A fotógrafa Vitória Oliveira, 20 anos, saiu de São Paulo e desembarcou no Aeroporto de Brasília, na última sexta-feira, para visitar a amiga Ana Luiza Carneiro, 23, em Taguatinga. Essa é a primeira vez que a jovem visita a capital da República e ficará na cidade até dia 31 desse mês. Desde o dia que chegou, ela visitou a Esplanada dos Ministérios, a Ponte JK, a Catedral e a Feira da Torre. “Estou maravilhada com a cidade. A impressão que tenho é de que, aqui, a região é bem organizada e setorizada, mas sinto que está um pouco vazia. Como sou fotógrafa, estou registrando tudo para guardar os momentos”, afirma.

Quem trabalha no setor vive o pior momento histórico dos últimos anos. Jorge Damasceno, 60 anos, é empresário e atua há décadas no turismo. Ele conta que nunca havia presenciado uma crise tão intensa. “Lembro que tivemos um impacto muito grande na época da mudança da moeda para o real, mas nem isso chega aos pés do momento de hoje. São cinco meses em que tudo está parado. Ninguém previa algo assim”, diz. No entanto, Jorge vê um futuro melhor. “Creio que as pessoas vão ter que buscar Brasília por soluções no período pós-pandemia. Segmento médico, financeiro, agronegócio, industrial e outros terão uma demanda muito grande para pensar nos novos cenários. Então, o centro do país tem que abrir o olho para isso, enxergar lá na frente”, avalia.

Múltiplos empregos

O tamanho da crise aumenta quando analisados os empregos gerados pelo turismo, como exemplifica Jorge. “Na minha área, de eventos corporativos, temos simpósios, seminários e eventos semelhantes em que a gente consegue envolver muitos segmentos. Temos o trabalho de pessoas para tradução, recepção, guia, transporte, hotelaria, gastronomia. Ou seja, são vários trabalhadores envolvidos. Hoje, a perda dessas pessoas é muito grande. E nós temos famílias, filhos”, lembra. O empresário explica que o setor de hotéis elaborou uma série de protocolos de segurança sanitária para cumprir as determinações do governo local e ir além das recomendações, garantindo maior sensação de conforto. Contudo, seminários que aconteciam com 400 participantes antes da pandemia devem contar com metade do público após este período.

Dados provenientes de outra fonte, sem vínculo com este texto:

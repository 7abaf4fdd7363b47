//! # HTTP Oracle
//!
//! Client for the reference solver service (`POST /api/check-solvable`).

use crate::config::OracleConfig;
use crate::oracle::{AbortSignal, Oracle, OracleError, OracleFuture, OracleRequest, OracleResponse};
use crate::{SokolinkError, SokolinkResult};
use log::debug;
use std::time::Duration;

/// Oracle reached over HTTP.
///
/// Aborting drops the in-flight request, which closes the connection; the
/// service treats a disconnect as cancellation.
#[derive(Debug, Clone)]
pub struct HttpOracle {
    client: reqwest::Client,
    endpoint: String,
}

impl HttpOracle {
    /// Creates a client for the service at `config.base_url`.
    pub fn new(config: &OracleConfig) -> SokolinkResult<Self> {
        let client = reqwest::Client::builder()
            .timeout(Duration::from_secs(config.request_timeout_secs))
            .build()
            .map_err(|err| SokolinkError::Config(format!("cannot build HTTP client: {}", err)))?;

        Ok(Self {
            client,
            endpoint: format!(
                "{}/api/check-solvable",
                config.base_url.trim_end_matches('/')
            ),
        })
    }

    /// Full URL queries are posted to.
    pub fn endpoint(&self) -> &str {
        &self.endpoint
    }
}

impl Oracle for HttpOracle {
    fn check_solvable(&self, request: OracleRequest, abort: AbortSignal) -> OracleFuture {
        let client = self.client.clone();
        let endpoint = self.endpoint.clone();

        Box::pin(async move {
            tokio::select! {
                result = post_query(&client, &endpoint, &request) => result,
                _ = abort.aborted() => {
                    debug!("Dropping oracle request to {}", endpoint);
                    Err(OracleError::Aborted)
                }
            }
        })
    }

    fn name(&self) -> &str {
        "http"
    }
}

async fn post_query(
    client: &reqwest::Client,
    endpoint: &str,
    request: &OracleRequest,
) -> Result<OracleResponse, OracleError> {
    let response = client
        .post(endpoint)
        .json(request)
        .send()
        .await
        .map_err(classify)?
        .error_for_status()
        .map_err(classify)?;

    let body = response.text().await.map_err(classify)?;
    serde_json::from_str(&body).map_err(|err| OracleError::MalformedResponse(err.to_string()))
}

fn classify(err: reqwest::Error) -> OracleError {
    if err.is_timeout() {
        OracleError::Timeout
    } else if err.is_decode() {
        OracleError::MalformedResponse(err.to_string())
    } else {
        OracleError::Unavailable(err.to_string())
    }
}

Os gastos, entretanto, continuam altos, apesar da quase inatividade, de acordo com o presidente da Associação Brasileira da Indústria de Hotéis do Distrito Federal (Abih), Henrique Severien. “Pode haver a impressão de que se não temos hóspedes, não temos consumo. Mas, o local continua funcionando com demanda mínima, e ela representa um custo muito relevante. Um hotel de 300 apartamentos não vai deixar de pagar R$ 25 mil de energia, mesmo que não tenha hóspede. Sem contar as várias manutenções obrigatórias por lei, como a de combate a incêndio, que custam muito”, detalha. Henrique cita que há grandes grupos de hotéis no DF que deixaram até quatro unidades sem nenhuma operação nestes meses.

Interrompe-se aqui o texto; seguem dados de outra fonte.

//! # Auto-Solve Module
//!
//! Scripted playback of oracle plans, one move per cadence tick.
//!
//! The player drives [`PuzzleState::attempt_move`], the same primitive used
//! for manual input, and never talks to the oracle itself. The owning
//! session asks the orchestrator for a plan while the player is `Finding`.

use crate::game::{Direction, MoveOutcome, PuzzleState};
use crate::solvability::{RequestId, SolvabilityResult};
use log::{debug, info};
use std::collections::VecDeque;
use std::time::Duration;

/// Playback phases.
#[derive(Debug, Clone, Copy, PartialEq, Eq)]
pub enum AutoPlayPhase {
    Idle,
    /// Waiting for the oracle to answer `request`.
    Finding { request: RequestId },
    Playing,
}

/// Why playback ended (or never started).
#[derive(Debug, Clone, PartialEq, Eq)]
pub enum AutoPlayStop {
    Solved,
    PlanExhausted,
    /// A scripted move was rejected: the plan no longer matches the state.
    Desync { step: usize, direction: Direction },
    /// Manual input or an explicit toggle ended playback.
    Interrupted,
    PlanTooLong { len: usize },
    Unsolvable { message: String },
    Inconclusive { message: String },
}

impl AutoPlayStop {
    /// User-facing description.
    pub fn message(&self) -> String {
        match self {
            AutoPlayStop::Solved => "Auto-solve finished the puzzle.".to_string(),
            AutoPlayStop::PlanExhausted => {
                "Auto-solve ran out of moves before the puzzle was solved.".to_string()
            }
            AutoPlayStop::Desync { step, direction } => format!(
                "Auto-solve stopped: move {} ({}) no longer fits the board.",
                step, direction
            ),
            AutoPlayStop::Interrupted => "Auto-solve stopped.".to_string(),
            AutoPlayStop::PlanTooLong { len } => format!(
                "The solution found is too long to play back ({} moves).",
                len
            ),
            AutoPlayStop::Unsolvable { message } => format!("Cannot auto-solve: {}", message),
            AutoPlayStop::Inconclusive { message } => {
                format!("No plan found to auto-solve: {}", message)
            }
        }
    }
}

/// Result of one cadence tick.
#[derive(Debug, Clone, PartialEq, Eq)]
pub enum AutoPlayStep {
    /// Playback is not running; nothing happened.
    Idle,
    /// One scripted move was applied and more remain.
    Moved {
        direction: Direction,
        outcome: MoveOutcome,
    },
    /// Playback ended, possibly after applying a final move.
    Finished {
        moved: Option<(Direction, MoveOutcome)>,
        reason: AutoPlayStop,
    },
}

/// Playback state machine: `Idle → Finding → Playing → Idle`.
#[derive(Debug, Clone)]
pub struct AutoSolvePlayer {
    phase: AutoPlayPhase,
    script: VecDeque<Direction>,
    played: usize,
    /// Delay between scripted moves
    pub cadence: Duration,
}

impl AutoSolvePlayer {
    /// Creates an idle player.
    pub fn new(cadence: Duration) -> Self {
        Self {
            phase: AutoPlayPhase::Idle,
            script: VecDeque::new(),
            played: 0,
            cadence,
        }
    }

    pub fn phase(&self) -> AutoPlayPhase {
        self.phase
    }

    /// Whether playback is finding or playing.
    pub fn is_active(&self) -> bool {
        self.phase != AutoPlayPhase::Idle
    }

    pub fn is_playing(&self) -> bool {
        self.phase == AutoPlayPhase::Playing
    }

    /// Moves still to be played.
    pub fn remaining(&self) -> usize {
        self.script.len()
    }

    /// Waits for the oracle to answer the given request.
    pub fn begin_finding(&mut self, request: RequestId) {
        debug!("Auto-solve waiting on request {}", request);
        self.script.clear();
        self.played = 0;
        self.phase = AutoPlayPhase::Finding { request };
    }

    /// Starts playing a plan immediately.
    pub fn begin_playing(&mut self, plan: &[Direction]) {
        info!("Auto-solve playing {} moves", plan.len());
        self.script = plan.iter().copied().collect();
        self.played = 0;
        self.phase = AutoPlayPhase::Playing;
    }

    /// Feeds an applied oracle result to a finding player.
    ///
    /// Returns `None` when the player is not waiting on `request`,
    /// `Some(Ok(()))` when playback starts, and `Some(Err(reason))` when it
    /// cannot start.
    pub fn resolve(
        &mut self,
        request: RequestId,
        result: &SolvabilityResult,
        move_cap: usize,
    ) -> Option<Result<(), AutoPlayStop>> {
        if self.phase != (AutoPlayPhase::Finding { request }) {
            return None;
        }

        let outcome = match result {
            SolvabilityResult::Solvable { plan: Some(plan), .. } if plan.len() <= move_cap => {
                self.begin_playing(plan);
                return Some(Ok(()));
            }
            SolvabilityResult::Solvable { plan: Some(plan), .. } => {
                AutoPlayStop::PlanTooLong { len: plan.len() }
            }
            SolvabilityResult::Solvable { plan: None, .. } => AutoPlayStop::Inconclusive {
                message: "the oracle reported the puzzle solvable but returned no plan"
                    .to_string(),
            },
            SolvabilityResult::Unsolvable { message } => AutoPlayStop::Unsolvable {
                message: message.clone(),
            },
            SolvabilityResult::Unknown { message } => AutoPlayStop::Inconclusive {
                message: message.clone(),
            },
            SolvabilityResult::Error { message, .. } => AutoPlayStop::Inconclusive {
                message: message.clone(),
            },
        };

        self.reset();
        Some(Err(outcome))
    }

    /// Stops playback. Returns the stop reason if anything was running.
    pub fn stop(&mut self, reason: AutoPlayStop) -> Option<AutoPlayStop> {
        if !self.is_active() {
            return None;
        }
        debug!("Auto-solve stopping after {} moves: {:?}", self.played, reason);
        self.reset();
        Some(reason)
    }

    /// Applies the next scripted move.
    pub fn step(&mut self, puzzle: &mut PuzzleState) -> AutoPlayStep {
        if self.phase != AutoPlayPhase::Playing {
            return AutoPlayStep::Idle;
        }

        if puzzle.is_won() {
            return self.finish(None, AutoPlayStop::Solved);
        }

        let Some(direction) = self.script.pop_front() else {
            return self.finish(None, AutoPlayStop::PlanExhausted);
        };

        let outcome = puzzle.attempt_move(direction);
        if !outcome.is_success() {
            let step = self.played + 1;
            return self.finish(None, AutoPlayStop::Desync { step, direction });
        }
        self.played += 1;

        if outcome.solved() {
            return self.finish(Some((direction, outcome)), AutoPlayStop::Solved);
        }
        if self.script.is_empty() {
            return self.finish(Some((direction, outcome)), AutoPlayStop::PlanExhausted);
        }

        AutoPlayStep::Moved { direction, outcome }
    }

    fn finish(&mut self, moved: Option<(Direction, MoveOutcome)>, reason: AutoPlayStop) -> AutoPlayStep {
        info!("Auto-solve finished after {} moves: {:?}", self.played, reason);
        self.reset();
        AutoPlayStep::Finished { moved, reason }
    }

    fn reset(&mut self) {
        self.phase = AutoPlayPhase::Idle;
        self.script.clear();
        self.played = 0;
    }
}

impl Default for AutoSolvePlayer {
    fn default() -> Self {
        Self::new(Duration::from_millis(crate::config::AUTOPLAY_CADENCE_MS))
    }
}

#[cfg(test)]
mod tests {
    use super::*;
    use crate::Level;

    fn puzzle(text: &str) -> PuzzleState {
        PuzzleState::new(Level::parse(text).unwrap())
    }

    fn solvable(plan: Vec<Direction>) -> SolvabilityResult {
        SolvabilityResult::Solvable {
            plan: Some(plan),
            hint: None,
            message: None,
        }
    }

    #[test]
    fn test_player_creation() {
        let player = AutoSolvePlayer::default();
        assert_eq!(player.phase(), AutoPlayPhase::Idle);
        assert!(!player.is_active());
        assert_eq!(player.remaining(), 0);
    }

    #[test]
    fn test_plays_plan_to_win() {
        let mut state = puzzle("######\n#@$ .#\n######");
        let mut player = AutoSolvePlayer::default();
        player.begin_playing(&[Direction::Right, Direction::Right]);

        assert!(matches!(player.step(&mut state), AutoPlayStep::Moved { direction: Direction::Right, .. }));
        match player.step(&mut state) {
            AutoPlayStep::Finished { moved: Some(_), reason } => assert_eq!(reason, AutoPlayStop::Solved),
            other => panic!("unexpected step {:?}", other),
        }
        assert!(state.is_won());
        assert!(!player.is_active());
        assert_eq!(player.step(&mut state), AutoPlayStep::Idle);
    }

    #[test]
    fn test_rejected_move_is_desync() {
        let mut state = puzzle("#####\n#@$.#\n#####");
        let mut player = AutoSolvePlayer::default();
        player.begin_playing(&[Direction::Up, Direction::Right]);

        let step = player.step(&mut state);
        assert_eq!(
            step,
            AutoPlayStep::Finished {
                moved: None,
                reason: AutoPlayStop::Desync { step: 1, direction: Direction::Up },
            }
        );
        assert_eq!(state.move_count(), 0);
        assert!(!player.is_active());
    }

    #[test]
    fn test_plan_exhausted_without_win() {
        let mut state = puzzle("#######\n#@ $ .#\n#######");
        let mut player = AutoSolvePlayer::default();
        player.begin_playing(&[Direction::Right]);

        match player.step(&mut state) {
            AutoPlayStep::Finished { moved, reason } => {
                assert!(moved.is_some());
                assert_eq!(reason, AutoPlayStop::PlanExhausted);
            }
            other => panic!("unexpected step {:?}", other),
        }
    }

    #[test]
    fn test_resolve_only_matching_request() {
        let mut player = AutoSolvePlayer::default();
        player.begin_finding(7);

        assert_eq!(player.resolve(6, &solvable(vec![Direction::Up]), 10), None);
        assert_eq!(player.resolve(7, &solvable(vec![Direction::Up]), 10), Some(Ok(())));
        assert!(player.is_playing());
        assert_eq!(player.remaining(), 1);
    }

    #[test]
    fn test_resolve_rejects_long_and_negative_results() {
        let mut player = AutoSolvePlayer::default();
        player.begin_finding(1);
        assert_eq!(
            player.resolve(1, &solvable(vec![Direction::Up; 5]), 4),
            Some(Err(AutoPlayStop::PlanTooLong { len: 5 }))
        );
        assert!(!player.is_active());

        player.begin_finding(2);
        let unsolvable = SolvabilityResult::Unsolvable {
            message: "dead end".to_string(),
        };
        assert!(matches!(
            player.resolve(2, &unsolvable, 4),
            Some(Err(AutoPlayStop::Unsolvable { .. }))
        ));
    }

    #[test]
    fn test_stop_only_reports_when_active() {
        let mut player = AutoSolvePlayer::default();
        assert_eq!(player.stop(AutoPlayStop::Interrupted), None);
        player.begin_playing(&[Direction::Left]);
        assert_eq!(player.stop(AutoPlayStop::Interrupted), Some(AutoPlayStop::Interrupted));
        assert!(!player.is_active());
    }
}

Na avaliação de Henrique, os caminhos para diminuir a crise passam por incentivos de minimização de custos. “Agora, não há que se falar em captação de negócios, a cadeia produtiva não tem possibilidade de adotar postura proativa comercialmente, porque o isolamento social é a palavra de ordem. Mas, existem inúmeras medidas para minimizar os danos, como a expansão de programas criados para manutenção de postos de trabalhos, revisão de taxas, de ônus, de folha salarial, de ICMS e de custos, como fornecimento de água e luz”, explica. Para o futuro, Henrique pensa em alternativas de modelos de negócio, no DF. “Nossa hospedagem está muito ligada ao corporativo, não às férias, por exemplo. Então, a média de hospedagem não é de sete dias, como em outras capitais, varia entre dois e três dias. Esse é um cenário crítico, mas poderíamos ter um pouco mais de criatividade para encontrar caminhos”, afirma.